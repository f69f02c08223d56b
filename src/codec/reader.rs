//! Bounds-checked cursor over one frame's payload

use bytes::Bytes;

use crate::protocol::DecodeError;

/// Reads payload fields from a frame whose length is already known.
///
/// Every read is checked against the declared remaining length; running off
/// the end is `DecodeError::ReadPastEnd`.
pub struct PayloadReader {
    buf: Bytes,
    pos: usize,
}

impl PayloadReader {
    pub fn new(buf: Bytes) -> Self {
        Self { buf, pos: 0 }
    }

    pub fn remaining(&self) -> usize {
        self.buf.len() - self.pos
    }

    pub fn is_empty(&self) -> bool {
        self.remaining() == 0
    }

    fn take(&mut self, n: usize) -> Result<Bytes, DecodeError> {
        if n > self.remaining() {
            return Err(DecodeError::ReadPastEnd);
        }
        let out = self.buf.slice(self.pos..self.pos + n);
        self.pos += n;
        Ok(out)
    }

    pub fn read_u8(&mut self) -> Result<u8, DecodeError> {
        let byte = *self.buf.get(self.pos).ok_or(DecodeError::ReadPastEnd)?;
        self.pos += 1;
        Ok(byte)
    }

    /// Big-endian 16-bit integer
    pub fn read_u16(&mut self) -> Result<u16, DecodeError> {
        let bytes = self.take(2)?;
        Ok(u16::from_be_bytes([bytes[0], bytes[1]]))
    }

    /// Length-prefixed binary field
    pub fn read_binary(&mut self) -> Result<Bytes, DecodeError> {
        let len = self.read_u16()? as usize;
        self.take(len)
    }

    /// Length-prefixed UTF-8 string; null characters are rejected
    pub fn read_string(&mut self) -> Result<String, DecodeError> {
        let raw = self.read_binary()?;
        let s = std::str::from_utf8(&raw).map_err(|_| DecodeError::InvalidUtf8)?;
        if s.contains('\0') {
            return Err(DecodeError::MalformedPacket(
                "string contains null character",
            ));
        }
        Ok(s.to_owned())
    }

    /// Everything left in the frame
    pub fn read_rest(&mut self) -> Bytes {
        let out = self.buf.slice(self.pos..);
        self.pos = self.buf.len();
        out
    }

    /// Fail if any bytes are left over
    pub fn finish(&self) -> Result<(), DecodeError> {
        if self.is_empty() {
            Ok(())
        } else {
            Err(DecodeError::MalformedPacket("trailing bytes after payload"))
        }
    }
}
//! Topic matching and subscription management
//!
//! Implements topic name/filter validation and the shared subscription
//! index. The index is a single trie behind a `parking_lot::RwLock`:
//! subscribe, unsubscribe and retained writes take the write lock, routing
//! lookups share the read lock.

mod trie;
pub mod validation;

pub use trie::TopicTrie;
pub use validation::{
    effective_max_levels, topic_matches_filter, validate_topic_filter,
    validate_topic_filter_with_max_levels, validate_topic_name,
    validate_topic_name_with_max_levels, MAX_TOPIC_LEVELS,
};

use std::fmt;
use std::sync::Arc;

use ahash::AHashMap;
use bytes::Bytes;
use parking_lot::RwLock;
use smallvec::SmallVec;

use crate::protocol::{Publish, QoS};

/// Errors surfaced by the matcher to the calling session
#[derive(Debug, Clone, PartialEq, Eq)]
pub enum TopicError {
    /// Filter is syntactically invalid (e.g. `#` not last)
    InvalidFilter(&'static str),
    /// Topic name is invalid for publishing
    InvalidTopic(&'static str),
}

impl fmt::Display for TopicError {
    fn fmt(&self, f: &mut fmt::Formatter<'_>) -> fmt::Result {
        match self {
            TopicError::InvalidFilter(msg) => write!(f, "invalid topic filter: {}", msg),
            TopicError::InvalidTopic(msg) => write!(f, "invalid topic name: {}", msg),
        }
    }
}

impl std::error::Error for TopicError {}

/// A retained message stored at its literal topic node
#[derive(Debug, Clone, PartialEq, Eq)]
pub struct RetainedMessage {
    pub topic: Arc<str>,
    pub payload: Bytes,
    /// QoS the message was published with
    pub qos: QoS,
}

impl RetainedMessage {
    pub fn from_publish(publish: &Publish) -> Self {
        Self {
            topic: publish.topic.clone(),
            payload: publish.payload.clone(),
            qos: publish.qos,
        }
    }

    /// PUBLISH for a new subscriber, downgraded to `max_qos`
    pub fn to_publish(&self, max_qos: QoS) -> Publish {
        Publish {
            dup: false,
            qos: self.qos.min(max_qos),
            retain: true,
            topic: self.topic.clone(),
            packet_id: None,
            payload: self.payload.clone(),
        }
    }
}

/// A routing target: one client and the QoS it should receive
#[derive(Debug, Clone, PartialEq, Eq)]
pub struct Subscriber {
    pub client_id: Arc<str>,
    /// `min(subscription QoS, publish QoS)`
    pub qos: QoS,
}

/// Thread-safe subscription index with retained-message storage
#[derive(Debug, Default)]
pub struct TopicMatcher {
    trie: RwLock<TopicTrie>,
    /// Deepest filter or topic accepted (0 = [`MAX_TOPIC_LEVELS`])
    max_levels: usize,
}

impl TopicMatcher {
    pub fn new() -> Self {
        Self::default()
    }

    pub fn with_max_levels(max_levels: usize) -> Self {
        Self {
            trie: RwLock::default(),
            max_levels,
        }
    }

    /// Register `client_id` for `filter` at `qos`.
    ///
    /// Returns the retained messages the new subscription matches, so the
    /// caller can deliver them once, capped at `min(qos, published qos)`.
    pub fn subscribe(
        &self,
        client_id: &Arc<str>,
        filter: &str,
        qos: QoS,
    ) -> Result<Vec<RetainedMessage>, TopicError> {
        validate_topic_filter_with_max_levels(filter, self.max_levels)?;

        let mut trie = self.trie.write();
        trie.subscribe(filter, client_id.clone(), qos);

        let mut retained = Vec::new();
        trie.retained_matching(filter, |msg| retained.push(msg.clone()));
        Ok(retained)
    }

    /// Remove the subscription of `client_id` to `filter`
    pub fn unsubscribe(&self, client_id: &str, filter: &str) -> bool {
        self.trie.write().unsubscribe(filter, client_id)
    }

    /// Remove every subscription held by `client_id`
    pub fn unsubscribe_all(&self, client_id: &str) -> usize {
        self.trie.write().remove_client(client_id)
    }

    /// Route a publish through the index.
    ///
    /// Stores or clears the retained message when `retain` is set, then
    /// returns each matching client once, at the highest QoS any of its
    /// matching subscriptions grants, downgraded to the publish QoS.
    pub fn publish(&self, publish: &Publish) -> SmallVec<[Subscriber; 16]> {
        // Topics too deep for the trie can have no subscribers
        if publish.topic.split('/').count() > effective_max_levels(self.max_levels) {
            return SmallVec::new();
        }
        if publish.retain {
            let mut trie = self.trie.write();
            trie.set_retained(RetainedMessage::from_publish(publish));
            collect_subscribers(&trie, &publish.topic, publish.qos)
        } else {
            let trie = self.trie.read();
            collect_subscribers(&trie, &publish.topic, publish.qos)
        }
    }

    /// Subscribers matching `topic` without touching retained state
    pub fn matches(&self, topic: &str, qos: QoS) -> SmallVec<[Subscriber; 16]> {
        if topic.split('/').count() > effective_max_levels(self.max_levels) {
            return SmallVec::new();
        }
        collect_subscribers(&self.trie.read(), topic, qos)
    }

    /// Retained messages matching a filter
    pub fn retained_for(&self, filter: &str) -> Vec<RetainedMessage> {
        let mut out = Vec::new();
        self.trie
            .read()
            .retained_matching(filter, |msg| out.push(msg.clone()));
        out
    }

    pub fn retained_count(&self) -> usize {
        self.trie.read().retained_count()
    }
}

fn collect_subscribers(trie: &TopicTrie, topic: &str, qos: QoS) -> SmallVec<[Subscriber; 16]> {
    // Overlapping filters collapse to one delivery per client
    let mut best: AHashMap<Arc<str>, QoS> = AHashMap::with_capacity(16);
    trie.matches(topic, |client_id, sub_qos| {
        best.entry(client_id.clone())
            .and_modify(|q| *q = (*q).max(sub_qos))
            .or_insert(sub_qos);
    });

    best.into_iter()
        .map(|(client_id, sub_qos)| Subscriber {
            client_id,
            qos: sub_qos.min(qos),
        })
        .collect()
}

#[cfg(test)]
mod tests;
══════
◆ WHAT IS NEEDED
Would you print exactly and only the lines of the material above that run from the line with "let out = self.buf.slice(self.pos..self.pos" through the line with "index. The index", both included?

◆ SOLUTION TO THIS PROBLEM
        let out = self.buf.slice(self.pos..self.pos + n);
        self.pos += n;
        Ok(out)
    }

    pub fn read_u8(&mut self) -> Result<u8, DecodeError> {
        let byte = *self.buf.get(self.pos).ok_or(DecodeError::ReadPastEnd)?;
        self.pos += 1;
        Ok(byte)
    }

    /// Big-endian 16-bit integer
    pub fn read_u16(&mut self) -> Result<u16, DecodeError> {
        let bytes = self.take(2)?;
        Ok(u16::from_be_bytes([bytes[0], bytes[1]]))
    }

    /// Length-prefixed binary field
    pub fn read_binary(&mut self) -> Result<Bytes, DecodeError> {
        let len = self.read_u16()? as usize;
        self.take(len)
    }

    /// Length-prefixed UTF-8 string; null characters are rejected
    pub fn read_string(&mut self) -> Result<String, DecodeError> {
        let raw = self.read_binary()?;
        let s = std::str::from_utf8(&raw).map_err(|_| DecodeError::InvalidUtf8)?;
        if s.contains('\0') {
            return Err(DecodeError::MalformedPacket(
                "string contains null character",
            ));
        }
        Ok(s.to_owned())
    }

    /// Everything left in the frame
    pub fn read_rest(&mut self) -> Bytes {
        let out = self.buf.slice(self.pos..);
        self.pos = self.buf.len();
        out
    }

    /// Fail if any bytes are left over
    pub fn finish(&self) -> Result<(), DecodeError> {
        if self.is_empty() {
            Ok(())
        } else {
            Err(DecodeError::MalformedPacket("trailing bytes after payload"))
        }
    }
}
//! Topic matching and subscription management
//!
//! Implements topic name/filter validation and the shared subscription
//! index. The index is a single trie behind a `parking_lot::RwLock`:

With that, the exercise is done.